Specialists at the facility say Lyme disease could have laid dormant in Rayburn for years, but her body was able to fight it off. When she gave birth, however, it’s likely the disease was able to take hold. And, as an added twist, there was mold at her mother’s house in Pagosa Springs, further weakening her immune system.
It’s anyone’s guess when or where she was bitten, Rayburn said.
Health officials in Colorado maintain Lyme disease does not exist in the state.
A spokeswoman at San Juan Basin Public Health said there have been three cases of the disease in La Plata County in the past 10 years, but that number is likely low because public health case counts are not the same as a clinical diagnoses.
But every so often, patients with Lyme disease say it’s more commonplace in Colorado than previously thought. Since it’s not on doctors’ radar, it’s hurting the chances of detecting the sickness in its early stages.
Billie Shellist, who was diagnosed with Lyme disease in 2013 and is leader of the Lyme Disease Support Group, told CBS4 (Denver) News in 2016 she suffered from many of the same symptoms Rayburn described. But she, too, went years before a proper diagnosis.
“People just don’t really understand what Lyme disease is,” Shellist told CBS4. “I spent five to six years before (being diagnosed) really sick … going to multiple-type practitioners and no one being able to tell me what’s going on with me.”
Rayburn’s treatment consists of a lot of IV infusions, antibiotics and other substances to help fight toxins. Rayburn said she feels like she’s made a 50% to 60% recovery, but there’s still a long way to go – about another two months of treatment.

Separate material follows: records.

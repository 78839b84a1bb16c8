//! Similarity scores in `[0, 1]` used for header, section and column matching.

/// Whole-string similarity: normalized Levenshtein distance over chars.
#[must_use]
pub fn ratio(left: &str, right: &str) -> f32 {
    if left.is_empty() && right.is_empty() {
        return 1.0;
    }
    #[allow(clippy::cast_possible_truncation)]
    let score = strsim::normalized_levenshtein(left, right) as f32;
    score
}

/// Best similarity of the shorter string against any substring of the longer.
///
/// Computed as a semi-global edit distance: the shorter string must be
/// consumed completely while the longer one may start and end anywhere, so
/// a title embedded in a longer header line still scores near `1.0`.
/// Every inserted, deleted or substituted char inside the aligned span costs
/// one edit against the shorter string's length; scores are not rounded.
#[must_use]
pub fn partial_ratio(left: &str, right: &str) -> f32 {
    let left_chars = left.chars().collect::<Vec<_>>();
    let right_chars = right.chars().collect::<Vec<_>>();
    let (short, long) = if left_chars.len() <= right_chars.len() {
        (left_chars, right_chars)
    } else {
        (right_chars, left_chars)
    };

    if short.is_empty() {
        return 0.0;
    }

    let mut previous = vec![0_usize; long.len() + 1];
    let mut current = vec![0_usize; long.len() + 1];
    for (row, short_ch) in short.iter().enumerate() {
        current[0] = row + 1;
        for (col, long_ch) in long.iter().enumerate() {
            let substitution = previous[col] + usize::from(short_ch != long_ch);
            let deletion = previous[col + 1] + 1;
            let insertion = current[col] + 1;
            current[col + 1] = substitution.min(deletion).min(insertion);
        }
        std::mem::swap(&mut previous, &mut current);
    }

    let best = previous.iter().copied().min().unwrap_or(short.len());
    #[allow(clippy::cast_precision_loss)]
    let score = 1.0 - best as f32 / short.len() as f32;
    score.max(0.0)
}

#[cfg(test)]
mod tests {
    use super::{partial_ratio, ratio};

    #[test]
    fn ratio_is_one_for_identical_and_lower_for_edits() {
        assert!((ratio("result", "result") - 1.0).abs() < f32::EPSILON);
        let edited = ratio("result", "resutl");
        assert!(edited > 0.6 && edited < 1.0, "score: {edited}");
        assert!(ratio("result", "xyz") < 0.2);
    }

    #[test]
    fn partial_ratio_finds_embedded_title() {
        let score = partial_ratio("production report", "daily production report - plant 2");
        assert!((score - 1.0).abs() < f32::EPSILON, "score: {score}");
    }

    #[test]
    fn partial_ratio_tolerates_single_substitution() {
        let score = partial_ratio(
            "batch manufactoring record (bmr)",
            "batch manufacturing record (bmr)",
        );
        assert!(score > 0.95 && score < 1.0, "score: {score}");
    }

    #[test]
    fn partial_ratio_is_symmetric_and_zero_for_empty() {
        let forward = partial_ratio("packing details", "packing detials sheet");
        let backward = partial_ratio("packing detials sheet", "packing details");
        assert!((forward - backward).abs() < f32::EPSILON);
        assert!(partial_ratio("", "anything").abs() < f32::EPSILON);
    }

    #[test]
    fn scores_charge_each_edit_against_the_shorter_string() {
        let spaced = partial_ratio("batch no", "batch  no.");
        assert!((spaced - 0.875).abs() < f32::EPSILON, "score: {spaced}");

        // Three gaps inside the span cost three edits, not a shifted window.
        let scattered = partial_ratio("abcd", "axbxcxd");
        assert!((scattered - 0.25).abs() < f32::EPSILON, "score: {scattered}");

        // Whole-string ratio divides by the longer length.
        let dotted = ratio("sr no", "sr. no");
        assert!((dotted - 5.0 / 6.0).abs() < 1e-6, "score: {dotted}");
    }
}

And costs are creating another major obstacle for the family. Rayburn estimates about $250,000 has been spent since January, and it’s going to take another $100,000 to $150,000 to fully recover. In the U.S., health insurance covers only 28 days of antibiotic treatment.
“People all over the country are going bankrupt treating this disease,” Rayburn said.

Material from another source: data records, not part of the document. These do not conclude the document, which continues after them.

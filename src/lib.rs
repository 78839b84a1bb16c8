mod classify;
mod csv_out;
mod error;
mod field_extract;
mod fuzzy;
mod model;
mod options;
mod page_type;
mod pages;
mod process;
mod session;
mod specialized;
mod table_parse;
mod template;
mod validation;
mod warning;

use std::path::Path;

pub use classify::{MATCH_THRESHOLD, PageClassifier};
pub use csv_out::{CSV_HEADERS, write_csv, write_csv_to_string, write_json, write_json_to_string};
pub use error::ExtractError;
pub use field_extract::{FieldExtractor, FieldSpec, extract_field};
pub use fuzzy::{partial_ratio, ratio};
pub use model::{
    CONFIDENCE_EMBEDDED, CONFIDENCE_LABEL_AND_REGEX, CONFIDENCE_LABEL_ONLY, CONFIDENCE_NONE,
    CONFIDENCE_REGEX_ONLY, CONFIDENCE_TABLE_FALLBACK, ClassificationResult, ExtractedField,
    FieldMatch, NamedTable, PageExtraction, PageText, RowExtraction, SourceConfig, TableRow,
};
pub use options::{ExtractOptions, OutputFormat, PageSelection};
pub use page_type::PageType;
pub use pages::{load_pages, split_pages};
pub use process::process;
pub use session::{DocumentSession, ExtractionReport, PageOutcome};
pub use specialized::{ChecklistStatus, post_process};
pub use table_parse::extract_table_rows;
pub use template::{
    ExtractionTemplate, ParameterRow, RowFilter, TableConfig, TableSpec, TemplateRegistry,
};
pub use validation::{
    CleanedValue, FieldType, ReviewPriority, ValidationOutcome, ValidationRules, review_priority,
    validate_value,
};
pub use warning::{ExtractWarning, WarningCode};

/// Classifies every selected page of a document without extracting anything.
pub fn classify_document(
    input: &Path,
    options: &ExtractOptions,
) -> Result<Vec<PageOutcome>, ExtractError> {
    let pages = load_pages(input, options.pages.as_ref())?;
    if pages.is_empty() {
        return Err(ExtractError::NoPagesSelected);
    }

    let mut classifier = PageClassifier::new();
    Ok(pages
        .iter()
        .map(|page| PageOutcome {
            page_number: page.page_number,
            classification: classifier.classify(&page.text, &format!("page {}", page.page_number)),
            extraction: None,
        })
        .collect())
}

/// Loads templates and pages from disk and runs the full pipeline over one document.
///
/// Template loading warnings come first in the report, followed by per-page warnings.
pub fn extract_document(
    input: &Path,
    template_dir: &Path,
    options: &ExtractOptions,
) -> Result<ExtractionReport, ExtractError> {
    let (registry, mut warnings) =
        TemplateRegistry::load_dir(template_dir, options.strict_templates)?;
    let pages = load_pages(input, options.pages.as_ref())?;

    let mut session = DocumentSession::new(&registry, options.clone());
    let mut report = session.process_document(&pages)?;
    warnings.append(&mut report.warnings);
    report.warnings = warnings;
    Ok(report)
}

The family has created a GoFundMe page to help cover costs. As of Monday afternoon, the effort had raised more than $9,000. A fundraiser will also take place from 6 to 10 p.m. Wednesday at The New Sheridan Hotel in Telluride.
Approaching the one-year mark since giving birth to her first child, and then getting sick, Rayburn said she’s keeping positive, fighting to get healthy again so she can care for her child.
“I was just so grief-stricken, and still am, because I feel like I missed some of the most precious moments of my daughter’s life,” she said.
But there is some silver lining. Rayburn said she hopes her own experience will help educate other people who are sick and may have Lyme disease.
“Since getting ill, there was only an abyss of darkness in my mind as my body was being ravaged,” she said. “I want others who may be suffering to know that they, too, can overcome this with appropriate treatment and resources; and knowing what the problem is, is the first step.”